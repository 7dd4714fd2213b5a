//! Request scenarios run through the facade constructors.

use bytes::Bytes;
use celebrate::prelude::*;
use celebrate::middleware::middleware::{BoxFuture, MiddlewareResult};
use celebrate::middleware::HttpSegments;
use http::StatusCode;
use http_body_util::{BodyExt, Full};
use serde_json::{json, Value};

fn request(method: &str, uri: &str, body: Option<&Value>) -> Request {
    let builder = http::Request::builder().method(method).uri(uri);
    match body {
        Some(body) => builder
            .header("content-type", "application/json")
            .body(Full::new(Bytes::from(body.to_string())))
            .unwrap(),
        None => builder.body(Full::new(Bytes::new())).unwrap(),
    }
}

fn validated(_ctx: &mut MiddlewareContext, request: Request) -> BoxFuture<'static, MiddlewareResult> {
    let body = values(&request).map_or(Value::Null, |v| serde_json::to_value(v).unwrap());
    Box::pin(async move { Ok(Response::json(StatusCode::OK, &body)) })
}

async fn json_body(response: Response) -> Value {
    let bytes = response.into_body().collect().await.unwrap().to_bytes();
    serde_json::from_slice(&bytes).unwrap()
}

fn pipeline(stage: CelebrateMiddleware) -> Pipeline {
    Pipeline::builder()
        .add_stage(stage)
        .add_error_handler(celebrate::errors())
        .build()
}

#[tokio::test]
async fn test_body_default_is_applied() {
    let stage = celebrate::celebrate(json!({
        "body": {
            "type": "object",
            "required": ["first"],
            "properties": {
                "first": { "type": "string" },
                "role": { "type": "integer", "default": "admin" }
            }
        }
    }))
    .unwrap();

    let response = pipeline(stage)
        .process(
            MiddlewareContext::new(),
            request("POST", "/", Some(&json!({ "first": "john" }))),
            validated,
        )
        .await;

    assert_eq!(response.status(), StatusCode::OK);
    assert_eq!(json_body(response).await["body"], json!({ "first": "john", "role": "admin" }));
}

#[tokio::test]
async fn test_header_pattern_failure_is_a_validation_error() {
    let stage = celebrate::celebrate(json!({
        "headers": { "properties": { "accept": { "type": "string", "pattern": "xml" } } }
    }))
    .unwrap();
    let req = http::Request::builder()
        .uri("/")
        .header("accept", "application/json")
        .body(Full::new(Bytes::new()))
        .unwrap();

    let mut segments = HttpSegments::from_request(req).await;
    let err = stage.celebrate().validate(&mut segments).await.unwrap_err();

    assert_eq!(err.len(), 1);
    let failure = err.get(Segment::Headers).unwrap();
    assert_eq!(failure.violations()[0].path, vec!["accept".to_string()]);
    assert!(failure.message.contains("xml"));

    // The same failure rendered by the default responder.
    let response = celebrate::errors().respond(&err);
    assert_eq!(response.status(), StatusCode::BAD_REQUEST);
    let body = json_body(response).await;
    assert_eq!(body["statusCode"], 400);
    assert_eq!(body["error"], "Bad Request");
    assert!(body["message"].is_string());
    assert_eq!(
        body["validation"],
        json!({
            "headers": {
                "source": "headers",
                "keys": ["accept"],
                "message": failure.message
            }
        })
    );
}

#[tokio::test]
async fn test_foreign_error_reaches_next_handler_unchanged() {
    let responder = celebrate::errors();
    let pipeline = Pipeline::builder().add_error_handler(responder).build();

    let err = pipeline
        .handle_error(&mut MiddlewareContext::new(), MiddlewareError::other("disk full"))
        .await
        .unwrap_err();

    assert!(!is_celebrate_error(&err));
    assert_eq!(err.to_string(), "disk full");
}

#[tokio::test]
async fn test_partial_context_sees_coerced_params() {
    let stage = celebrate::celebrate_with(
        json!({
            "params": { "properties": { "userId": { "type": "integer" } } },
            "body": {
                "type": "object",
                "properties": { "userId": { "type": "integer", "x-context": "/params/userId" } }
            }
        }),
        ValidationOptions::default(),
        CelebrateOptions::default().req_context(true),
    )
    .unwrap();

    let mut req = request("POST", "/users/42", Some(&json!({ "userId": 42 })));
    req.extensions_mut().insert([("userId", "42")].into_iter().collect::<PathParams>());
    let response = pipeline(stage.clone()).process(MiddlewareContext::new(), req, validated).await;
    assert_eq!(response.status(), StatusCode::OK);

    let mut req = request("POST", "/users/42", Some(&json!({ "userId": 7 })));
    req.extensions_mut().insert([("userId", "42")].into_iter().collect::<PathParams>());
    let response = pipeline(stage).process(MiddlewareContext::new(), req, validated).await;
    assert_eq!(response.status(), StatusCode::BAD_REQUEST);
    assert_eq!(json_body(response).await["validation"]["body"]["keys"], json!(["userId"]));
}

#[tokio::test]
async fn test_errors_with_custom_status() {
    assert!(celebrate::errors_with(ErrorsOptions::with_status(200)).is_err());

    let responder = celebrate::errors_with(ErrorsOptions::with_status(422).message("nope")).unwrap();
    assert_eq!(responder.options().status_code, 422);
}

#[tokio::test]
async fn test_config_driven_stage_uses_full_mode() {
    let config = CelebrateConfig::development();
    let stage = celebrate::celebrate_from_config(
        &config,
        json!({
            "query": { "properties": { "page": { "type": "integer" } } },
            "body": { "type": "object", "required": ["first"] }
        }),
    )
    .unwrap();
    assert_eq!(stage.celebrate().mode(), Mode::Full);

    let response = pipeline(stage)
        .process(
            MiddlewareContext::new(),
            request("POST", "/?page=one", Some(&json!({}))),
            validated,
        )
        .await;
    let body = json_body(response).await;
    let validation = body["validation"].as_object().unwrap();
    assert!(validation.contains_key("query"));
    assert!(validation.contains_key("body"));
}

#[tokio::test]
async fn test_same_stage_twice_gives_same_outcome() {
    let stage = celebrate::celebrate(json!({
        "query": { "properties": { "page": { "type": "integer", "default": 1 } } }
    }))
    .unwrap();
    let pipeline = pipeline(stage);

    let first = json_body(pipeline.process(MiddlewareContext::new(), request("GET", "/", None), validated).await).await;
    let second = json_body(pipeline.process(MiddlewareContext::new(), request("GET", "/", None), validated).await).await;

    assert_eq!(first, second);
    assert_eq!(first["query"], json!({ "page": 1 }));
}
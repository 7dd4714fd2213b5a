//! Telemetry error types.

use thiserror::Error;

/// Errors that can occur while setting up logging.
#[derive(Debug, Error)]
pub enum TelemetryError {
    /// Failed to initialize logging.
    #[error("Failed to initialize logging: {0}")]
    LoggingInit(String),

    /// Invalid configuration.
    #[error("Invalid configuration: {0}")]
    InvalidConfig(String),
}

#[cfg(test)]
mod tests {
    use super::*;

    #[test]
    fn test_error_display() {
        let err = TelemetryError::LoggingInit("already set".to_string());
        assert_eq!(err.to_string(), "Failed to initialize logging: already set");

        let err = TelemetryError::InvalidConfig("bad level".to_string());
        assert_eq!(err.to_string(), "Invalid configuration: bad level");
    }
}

===============

• [Directions for this task]:
Look through the entries above and find each line where the word "builder" occurs; copy those lines.

• [Output for this exercise]:
    let builder = http::Request::builder().method(method).uri(uri);
        Some(body) => builder
        None => builder.body(Full::new(Bytes::new())).unwrap(),
    Pipeline::builder()
    let req = http::Request::builder()
    let pipeline = Pipeline::builder().add_error_handler(responder).build();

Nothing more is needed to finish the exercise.